Given information:
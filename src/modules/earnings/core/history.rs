// History ledger: completed earning periods plus the change history describing
// every mutation made to them.
//
// Responsibilities
// - Own the reset records (index order is display order and CSV order).
// - Own the change history, newest first. Each entry holds a value copy of the ledger.
// - Own the row selection used by bulk deletion.
// - Decide each mutation and hand back the pre-mutation snapshot for undo.
//
// Boundaries
// - No input or output. Timestamps are passed in.

use crate::modules::earnings::core::decision::{Decision, NoOpReason};
use crate::modules::earnings::core::undo::UndoSnapshot;
use crate::shared::core::primitives::format_currency;
use serde::{Deserialize, Serialize};

pub const DELETION_NOTE: &str = "Deletion";

#[derive(Debug, Clone, PartialEq, Serialize, Deserialize)]
pub struct ResetRecord {
    pub time: String,
    pub earning: f64,
}

#[derive(Debug, Clone, PartialEq, Serialize)]
pub struct ChangeHistoryEntry {
    pub timestamp: String,
    pub records: Vec<ResetRecord>,
    pub note: Option<String>,
}

pub fn reset_note(reset_number: usize, earning: f64) -> String {
    format!(
        "Reset #{reset_number} - Earned {} at reset",
        format_currency(earning)
    )
}

#[derive(Debug, Clone, Default, PartialEq)]
pub struct HistoryLedger {
    records: Vec<ResetRecord>,
    history: Vec<ChangeHistoryEntry>,
    selected_rows: Vec<usize>,
}

impl HistoryLedger {
    pub fn from_records(records: Vec<ResetRecord>) -> Self {
        Self {
            records,
            ..Self::default()
        }
    }

    pub fn records(&self) -> &[ResetRecord] {
        &self.records
    }

    pub fn history(&self) -> &[ChangeHistoryEntry] {
        &self.history
    }

    pub fn selected_rows(&self) -> &[usize] {
        &self.selected_rows
    }

    pub fn total_earned(&self) -> f64 {
        self.records.iter().map(|record| record.earning).sum()
    }

    fn log_change(&mut self, timestamp: &str, note: String) {
        self.history.insert(
            0,
            ChangeHistoryEntry {
                timestamp: timestamp.to_string(),
                records: self.records.clone(),
                note: Some(note),
            },
        );
    }

    /// Commits an accrual period. Nothing is recorded or logged for a zero amount.
    /// Infinite and NaN amounts are refused.
    pub fn record_reset(&mut self, earning: f64, timestamp: &str) -> Decision {
        if !earning.is_finite() {
            return Decision::Ignored {
                reason: NoOpReason::NonFiniteEarning,
            };
        }
        if earning <= 0.0 {
            return Decision::Ignored {
                reason: NoOpReason::NothingEarned,
            };
        }
        let previous = self.records.clone();
        self.records.push(ResetRecord {
            time: timestamp.to_string(),
            earning,
        });
        self.log_change(timestamp, reset_note(self.records.len(), earning));

        Decision::Accepted {
            undo: Some(UndoSnapshot {
                records: previous,
                history: self.history.clone(),
                discards_newest: true,
            }),
            persist_ledger: true,
        }
    }

    /// Removes every row whose pre-deletion index is listed.
    pub fn delete_rows(&mut self, indices: &[usize], timestamp: &str) -> Decision {
        if indices.is_empty() {
            return Decision::Ignored {
                reason: NoOpReason::EmptySelection,
            };
        }
        if !indices.iter().any(|index| *index < self.records.len()) {
            return Decision::Ignored {
                reason: NoOpReason::NoMatchingRows,
            };
        }

        let previous = self.records.clone();
        self.records = previous
            .iter()
            .enumerate()
            .filter(|(index, _)| !indices.contains(index))
            .map(|(_, record)| record.clone())
            .collect();
        self.selected_rows.clear();
        self.log_change(timestamp, DELETION_NOTE.to_string());

        Decision::Accepted {
            undo: Some(UndoSnapshot {
                records: previous,
                history: self.history.clone(),
                discards_newest: true,
            }),
            persist_ledger: true,
        }
    }

    /// Overwrites the ledger with the records captured by a change history entry.
    pub fn revert(&mut self, entry_index: usize) -> Decision {
        if self.records.is_empty() {
            return Decision::Ignored {
                reason: NoOpReason::EmptyLedger,
            };
        }
        let Some(entry) = self.history.get(entry_index) else {
            return Decision::Ignored {
                reason: NoOpReason::UnknownEntry(entry_index),
            };
        };
        let restored = entry.records.clone();
        let previous = std::mem::replace(&mut self.records, restored);
        self.selected_rows.clear();

        Decision::Accepted {
            undo: Some(UndoSnapshot {
                records: previous,
                history: self.history.clone(),
                discards_newest: false,
            }),
            persist_ledger: true,
        }
    }

    /// Replaces a note in place. An empty note clears it. Not undoable.
    pub fn edit_note(&mut self, entry_index: usize, note: &str) -> Decision {
        let Some(entry) = self.history.get_mut(entry_index) else {
            return Decision::Ignored {
                reason: NoOpReason::UnknownEntry(entry_index),
            };
        };
        entry.note = if note.is_empty() {
            None
        } else {
            Some(note.to_string())
        };
        Decision::Accepted {
            undo: None,
            persist_ledger: false,
        }
    }

    /// Clears the change history. With nothing to clear the pending undo stays untouched.
    pub fn delete_change_history(&mut self) -> Decision {
        if self.history.is_empty() {
            return Decision::Ignored {
                reason: NoOpReason::EmptyHistory,
            };
        }
        let previous = std::mem::take(&mut self.history);
        Decision::Accepted {
            undo: Some(UndoSnapshot {
                records: self.records.clone(),
                history: previous,
                discards_newest: false,
            }),
            persist_ledger: false,
        }
    }

    pub fn toggle_row_selection(&mut self, index: usize) -> Decision {
        if index >= self.records.len() {
            return Decision::Ignored {
                reason: NoOpReason::UnknownRow(index),
            };
        }
        if let Some(position) = self.selected_rows.iter().position(|row| *row == index) {
            self.selected_rows.remove(position);
        } else {
            self.selected_rows.push(index);
        }
        Decision::Accepted {
            undo: None,
            persist_ledger: false,
        }
    }

    pub fn restore(&mut self, snapshot: UndoSnapshot) {
        let (records, history) = snapshot.restore();
        self.records = records;
        self.history = history;
        let len = self.records.len();
        self.selected_rows.retain(|row| *row < len);
    }
}
// Composition root for the earnings tracker.
//
// Responsibilities
// - Read config from environment.
// - Instantiate the file backed store and the tracker.
// - Expose the tracker over HTTP and GraphQL.

pub mod config;
pub mod graphql;
pub mod http;
pub mod state;
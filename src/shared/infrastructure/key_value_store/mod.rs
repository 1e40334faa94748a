// Port for the external string-keyed store that holds persisted state.
//
// Boundaries
// - Values are opaque strings. Serialization belongs to the callers.
// - Single writer. A completed `set` is visible to the next `get` of the same key.

use async_trait::async_trait;
use thiserror::Error;

#[derive(Debug, Error)]
pub enum KeyValueStoreError {
    #[error("store unavailable: {0}")]
    Unavailable(String),

    #[error("io error: {0}")]
    Io(#[from] std::io::Error),

    #[error("corrupt store: {0}")]
    Corrupt(#[from] serde_json::Error),
}

#[async_trait]
pub trait KeyValueStore: Send + Sync {
    async fn get(&self, key: &str) -> Result<Option<String>, KeyValueStoreError>;
    async fn set(&self, key: &str, value: &str) -> Result<(), KeyValueStoreError>;
}

pub mod in_memory;
pub mod json_file;
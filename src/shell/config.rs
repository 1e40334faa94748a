// Environment driven settings for the binary.
//
// Variables
// - EARNINGS_TRACKER_ADDR: listen address, default 0.0.0.0:8080.
// - EARNINGS_TRACKER_STORE: path of the JSON store file, default earnings_tracker_store.json.
// - EARNINGS_TRACKER_THEME: `dark` or `light`, default light.

use anyhow::{Context, bail};
use std::net::SocketAddr;
use std::path::PathBuf;

pub const ADDR_VAR: &str = "EARNINGS_TRACKER_ADDR";
pub const STORE_VAR: &str = "EARNINGS_TRACKER_STORE";
pub const THEME_VAR: &str = "EARNINGS_TRACKER_THEME";

const DEFAULT_ADDR: &str = "0.0.0.0:8080";
const DEFAULT_STORE: &str = "earnings_tracker_store.json";

#[derive(Debug, Clone, PartialEq)]
pub struct AppConfig {
    pub addr: SocketAddr,
    pub store_path: PathBuf,
    pub is_dark: bool,
}

impl AppConfig {
    pub fn from_env() -> anyhow::Result<Self> {
        Self::from_lookup(|key| std::env::var(key).ok())
    }

    pub fn from_lookup(lookup: impl Fn(&str) -> Option<String>) -> anyhow::Result<Self> {
        let addr = lookup(ADDR_VAR).unwrap_or_else(|| DEFAULT_ADDR.to_string());
        let addr = addr
            .parse::<SocketAddr>()
            .with_context(|| format!("{ADDR_VAR} is not a socket address: {addr}"))?;

        let store_path = lookup(STORE_VAR)
            .filter(|path| !path.trim().is_empty())
            .unwrap_or_else(|| DEFAULT_STORE.to_string())
            .into();

        let is_dark = match lookup(THEME_VAR).as_deref().map(str::trim) {
            None | Some("") => false,
            Some(theme) if theme.eq_ignore_ascii_case("light") => false,
            Some(theme) if theme.eq_ignore_ascii_case("dark") => true,
            Some(other) => bail!("{THEME_VAR} must be `dark` or `light`, got `{other}`"),
        };

        Ok(Self {
            addr,
            store_path,
            is_dark,
        })
    }
}
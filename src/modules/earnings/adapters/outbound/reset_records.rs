use crate::modules::earnings::core::history::ResetRecord;
use crate::shared::infrastructure::key_value_store::{KeyValueStore, KeyValueStoreError};
use thiserror::Error;

/// Storage key holding the ledger as a JSON array of `{time, earning}` objects.
pub const RESET_RECORDS_KEY: &str = "wageAppResetRecords";

#[derive(Debug, Error)]
pub enum PersistenceError {
    #[error("failed to encode reset records: {0}")]
    Encode(#[from] serde_json::Error),

    #[error(transparent)]
    Store(#[from] KeyValueStoreError),
}

/// Reads the persisted ledger. An absent key, an unreachable store, or a value that
/// is not a record array all yield an empty ledger.
pub async fn load_reset_records(store: &dyn KeyValueStore) -> Vec<ResetRecord> {
    let raw = match store.get(RESET_RECORDS_KEY).await {
        Ok(Some(raw)) => raw,
        Ok(None) => return Vec::new(),
        Err(error) => {
            tracing::warn!(%error, "could not read reset records, starting empty");
            return Vec::new();
        }
    };
    match serde_json::from_str(&raw) {
        Ok(records) => records,
        Err(error) => {
            tracing::warn!(%error, "stored reset records are malformed, starting empty");
            Vec::new()
        }
    }
}

pub async fn save_reset_records(
    store: &dyn KeyValueStore,
    records: &[ResetRecord],
) -> Result<(), PersistenceError> {
    let encoded = serde_json::to_string(records)?;
    store.set(RESET_RECORDS_KEY, &encoded).await?;
    Ok(())
}
// Wage configuration: what the user earns and how to turn it into an hourly rate.
//
// Invariants
// - `rate` and `hours_per_week` are either unset or strictly positive and finite.
// - `hours_per_week` is only kept for the yearly kind.
// - The derived hourly rate is finite.

use serde::{Deserialize, Serialize};

pub const WEEKS_PER_YEAR: f64 = 52.0;

#[derive(Debug, Clone, Copy, PartialEq, Eq, Default, Serialize, Deserialize)]
#[serde(rename_all = "lowercase")]
pub enum WageKind {
    #[default]
    Hourly,
    Yearly,
}

#[derive(Debug, thiserror::Error, PartialEq)]
pub enum WageConfigError {
    #[error("wage must be a positive number, got {0}")]
    NonPositiveRate(f64),

    #[error("hours per week must be a positive number, got {0}")]
    NonPositiveHours(f64),

    #[error("{salary} a year over {hours_per_week} hours a week is not a finite hourly rate")]
    UnboundedHourlyRate { salary: f64, hours_per_week: f64 },
}

#[derive(Debug, Clone, Copy, PartialEq, Default, Serialize)]
pub struct WageConfig {
    kind: WageKind,
    rate: Option<f64>,
    hours_per_week: Option<f64>,
}

fn validate(value: Option<f64>, error: fn(f64) -> WageConfigError) -> Result<Option<f64>, WageConfigError> {
    match value {
        Some(v) if !v.is_finite() || v <= 0.0 => Err(error(v)),
        other => Ok(other),
    }
}

impl WageConfig {
    pub fn new(
        kind: WageKind,
        rate: Option<f64>,
        hours_per_week: Option<f64>,
    ) -> Result<Self, WageConfigError> {
        let rate = validate(rate, WageConfigError::NonPositiveRate)?;
        let hours_per_week = match kind {
            WageKind::Hourly => None,
            WageKind::Yearly => validate(hours_per_week, WageConfigError::NonPositiveHours)?,
        };
        let config = Self {
            kind,
            rate,
            hours_per_week,
        };
        if !config.hourly_rate().is_finite() {
            return Err(WageConfigError::UnboundedHourlyRate {
                salary: rate.unwrap_or_default(),
                hours_per_week: hours_per_week.unwrap_or_default(),
            });
        }
        Ok(config)
    }

    /// An empty configuration of the given kind.
    pub fn unset(kind: WageKind) -> Self {
        Self {
            kind,
            rate: None,
            hours_per_week: None,
        }
    }

    pub fn kind(&self) -> WageKind {
        self.kind
    }

    pub fn rate(&self) -> Option<f64> {
        self.rate
    }

    pub fn hours_per_week(&self) -> Option<f64> {
        self.hours_per_week
    }

    /// Dollars per hour. Zero while a required field is unset.
    pub fn hourly_rate(&self) -> f64 {
        match (self.kind, self.rate, self.hours_per_week) {
            (WageKind::Hourly, Some(rate), _) => rate,
            (WageKind::Yearly, Some(salary), Some(hours)) => salary / (hours * WEEKS_PER_YEAR),
            _ => 0.0,
        }
    }

    /// Whether every field the kind requires is set, which is what starting the timer needs.
    pub fn can_run(&self) -> bool {
        match self.kind {
            WageKind::Hourly => self.rate.is_some(),
            WageKind::Yearly => self.rate.is_some() && self.hours_per_week.is_some(),
        }
    }
}
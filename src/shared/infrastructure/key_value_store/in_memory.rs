// In memory implementation of the KeyValueStore port.
//
// Purpose
// - Support handler tests and local development without touching the disk.
//
// Responsibilities
// - Keep values in a map.
// - Fail every call while toggled offline, so callers' fallbacks can be exercised.

use crate::shared::infrastructure::key_value_store::{KeyValueStore, KeyValueStoreError};
use std::collections::HashMap;
use tokio::sync::RwLock;

#[derive(Default)]
pub struct InMemoryKeyValueStore {
    values: RwLock<HashMap<String, String>>,
    is_offline: bool,
}

impl InMemoryKeyValueStore {
    pub fn new() -> Self {
        Self::default()
    }

    pub fn with_value(key: impl Into<String>, value: impl Into<String>) -> Self {
        let mut values = HashMap::new();
        values.insert(key.into(), value.into());
        Self {
            values: RwLock::new(values),
            is_offline: false,
        }
    }

    pub fn toggle_offline(&mut self) {
        self.is_offline = !self.is_offline;
    }
}

#[async_trait::async_trait]
impl KeyValueStore for InMemoryKeyValueStore {
    async fn get(&self, key: &str) -> Result<Option<String>, KeyValueStoreError> {
        if self.is_offline {
            return Err(KeyValueStoreError::Unavailable("Key value store offline".into()));
        }
        Ok(self.values.read().await.get(key).cloned())
    }

    async fn set(&self, key: &str, value: &str) -> Result<(), KeyValueStoreError> {
        if self.is_offline {
            return Err(KeyValueStoreError::Unavailable("Key value store offline".into()));
        }
        self.values
            .write()
            .await
            .insert(key.to_string(), value.to_string());
        Ok(())
    }
}
//! Dialect definitions.
//!
//! Only the closed set of operations the control-flow lowering reads or
//! produces lives here: `core.module`, `func`, a small integer `arith`
//! subset, `cf` branches and the structured `scf` constructs.

pub mod arith;
pub mod cf;
pub mod core;
pub mod func;
pub mod scf;

use crate::context::IrContext;
use crate::refs::OpRef;
use crate::types::Attribute;

crate::symbols! {
    ATTR_SYM_NAME => "sym_name",
    ATTR_TYPE => "type",
    ATTR_VALUE => "value",
    ATTR_PREDICATE => "predicate",
}

/// Look up an attribute on an operation by key.
pub(crate) fn attr(ctx: &IrContext, op: OpRef, key: crate::Symbol) -> Option<&Attribute> {
    ctx.op(op).attributes.get(&key)
}

/// Whether `op` ends a block in CFG form.
pub fn is_block_terminator(ctx: &IrContext, op: OpRef) -> bool {
    let data = ctx.op(op);
    data.is("cf", "br") || data.is("cf", "cond_br") || data.is("func", "return")
}
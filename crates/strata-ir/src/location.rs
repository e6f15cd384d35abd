//! Source location types attached to every operation, block and region.

use crate::refs::PathRef;

/// A span of source code, represented as byte offsets.
#[derive(Copy, Clone, Debug, Default, PartialEq, Eq, PartialOrd, Ord, Hash)]
pub struct Span {
    pub start: usize,
    pub end: usize,
}

impl Span {
    pub const fn new(start: usize, end: usize) -> Self {
        Self { start, end }
    }
}

/// Source location in the IR. Copy-able, no lifetime parameter.
///
/// Lowerings tag every operation they create with the location of the
/// construct being rewritten, so diagnostics on the CFG still point at the
/// original `scf` construct.
#[derive(Clone, Copy, Debug, PartialEq, Eq, Hash)]
pub struct Location {
    pub path: PathRef,
    pub span: Span,
}

impl Location {
    pub const fn new(path: PathRef, span: Span) -> Self {
        Self { path, span }
    }
}
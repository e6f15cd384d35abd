//! Attributes, type interning and path interning.

use std::collections::{BTreeMap, HashMap};

use cranelift_entity::PrimaryMap;
use smallvec::SmallVec;

use crate::refs::{PathRef, TypeRef};
use crate::symbol::Symbol;

// ============================================================================
// Attribute
// ============================================================================

/// Compile-time constant attached to an operation or a type.
#[derive(Clone, Debug, PartialEq, Eq, Hash)]
pub enum Attribute {
    /// Unit/nil value.
    Unit,
    Bool(bool),
    /// Integer constant stored as raw bits (signless).
    IntBits(u64),
    String(String),
    Type(TypeRef),
    /// Single interned symbol.
    Symbol(Symbol),
}

impl Attribute {
    /// Interpret an integer attribute as a signed 64-bit value.
    pub fn as_i64(&self) -> Option<i64> {
        match self {
            Attribute::IntBits(bits) => Some(*bits as i64),
            _ => None,
        }
    }

    pub fn as_bool(&self) -> Option<bool> {
        match self {
            Attribute::Bool(b) => Some(*b),
            _ => None,
        }
    }

    pub fn as_symbol(&self) -> Option<Symbol> {
        match self {
            Attribute::Symbol(s) => Some(*s),
            _ => None,
        }
    }
}

impl From<i64> for Attribute {
    fn from(value: i64) -> Self {
        Attribute::IntBits(value as u64)
    }
}

impl From<u64> for Attribute {
    fn from(value: u64) -> Self {
        Attribute::IntBits(value)
    }
}

impl From<bool> for Attribute {
    fn from(value: bool) -> Self {
        Attribute::Bool(value)
    }
}

impl From<Symbol> for Attribute {
    fn from(value: Symbol) -> Self {
        Attribute::Symbol(value)
    }
}

impl From<&str> for Attribute {
    fn from(value: &str) -> Self {
        Attribute::String(value.to_string())
    }
}

// ============================================================================
// TypeData
// ============================================================================

/// Data for a single interned type.
#[derive(Clone, Debug, PartialEq, Eq, Hash)]
pub struct TypeData {
    pub dialect: Symbol,
    pub name: Symbol,
    pub params: SmallVec<[TypeRef; 4]>,
    pub attrs: BTreeMap<Symbol, Attribute>,
}

/// Fluent builder for `TypeData`; params and attrs default to empty.
pub struct TypeDataBuilder {
    dialect: Symbol,
    name: Symbol,
    params: SmallVec<[TypeRef; 4]>,
    attrs: BTreeMap<Symbol, Attribute>,
}

impl TypeDataBuilder {
    pub fn new(dialect: Symbol, name: Symbol) -> Self {
        Self {
            dialect,
            name,
            params: SmallVec::new(),
            attrs: BTreeMap::new(),
        }
    }

    pub fn param(mut self, ty: TypeRef) -> Self {
        self.params.push(ty);
        self
    }

    pub fn attr(mut self, key: impl Into<Symbol>, val: Attribute) -> Self {
        self.attrs.insert(key.into(), val);
        self
    }

    pub fn build(self) -> TypeData {
        TypeData {
            dialect: self.dialect,
            name: self.name,
            params: self.params,
            attrs: self.attrs,
        }
    }
}

// ============================================================================
// TypeInterner
// ============================================================================

/// Deduplicating type interner. Same `TypeData` always yields the same `TypeRef`.
pub struct TypeInterner {
    types: PrimaryMap<TypeRef, TypeData>,
    dedup: HashMap<TypeData, TypeRef>,
}

impl TypeInterner {
    pub fn new() -> Self {
        Self {
            types: PrimaryMap::new(),
            dedup: HashMap::default(),
        }
    }

    /// Intern a type, returning an existing ref if the data matches.
    pub fn intern(&mut self, data: TypeData) -> TypeRef {
        if let Some(&existing) = self.dedup.get(&data) {
            return existing;
        }
        let r = self.types.push(data.clone());
        self.dedup.insert(data, r);
        r
    }

    /// Intern a parameterless `core.<name>` type such as `core.i1` or `core.i64`.
    pub fn core(&mut self, name: &'static str) -> TypeRef {
        self.intern(TypeDataBuilder::new(Symbol::new("core"), Symbol::new(name)).build())
    }

    /// Look up type data by reference.
    pub fn get(&self, r: TypeRef) -> &TypeData {
        &self.types[r]
    }

    /// Check if this type matches the given dialect and name.
    pub fn is_dialect(&self, r: TypeRef, dialect: Symbol, name: Symbol) -> bool {
        let data = &self.types[r];
        data.dialect == dialect && data.name == name
    }
}

impl Default for TypeInterner {
    fn default() -> Self {
        Self::new()
    }
}

// ============================================================================
// PathInterner
// ============================================================================

/// Deduplicating path (URI string) interner.
pub struct PathInterner {
    paths: PrimaryMap<PathRef, String>,
    dedup: HashMap<String, PathRef>,
}

impl PathInterner {
    pub fn new() -> Self {
        Self {
            paths: PrimaryMap::new(),
            dedup: HashMap::default(),
        }
    }

    /// Intern a path string, returning an existing ref if the string matches.
    pub fn intern(&mut self, path: String) -> PathRef {
        if let Some(&existing) = self.dedup.get(&path) {
            return existing;
        }
        let r = self.paths.push(path.clone());
        self.dedup.insert(path, r);
        r
    }

    pub fn get(&self, r: PathRef) -> &str {
        &self.paths[r]
    }
}

impl Default for PathInterner {
    fn default() -> Self {
        Self::new()
    }
}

Problem requirements:
From the records above, return each line where "unset" occurs.

Exercise result:
// - `rate` and `hours_per_week` are either unset or strictly positive and finite.
    pub fn unset(kind: WageKind) -> Self {
    /// Dollars per hour. Zero while a required field is unset.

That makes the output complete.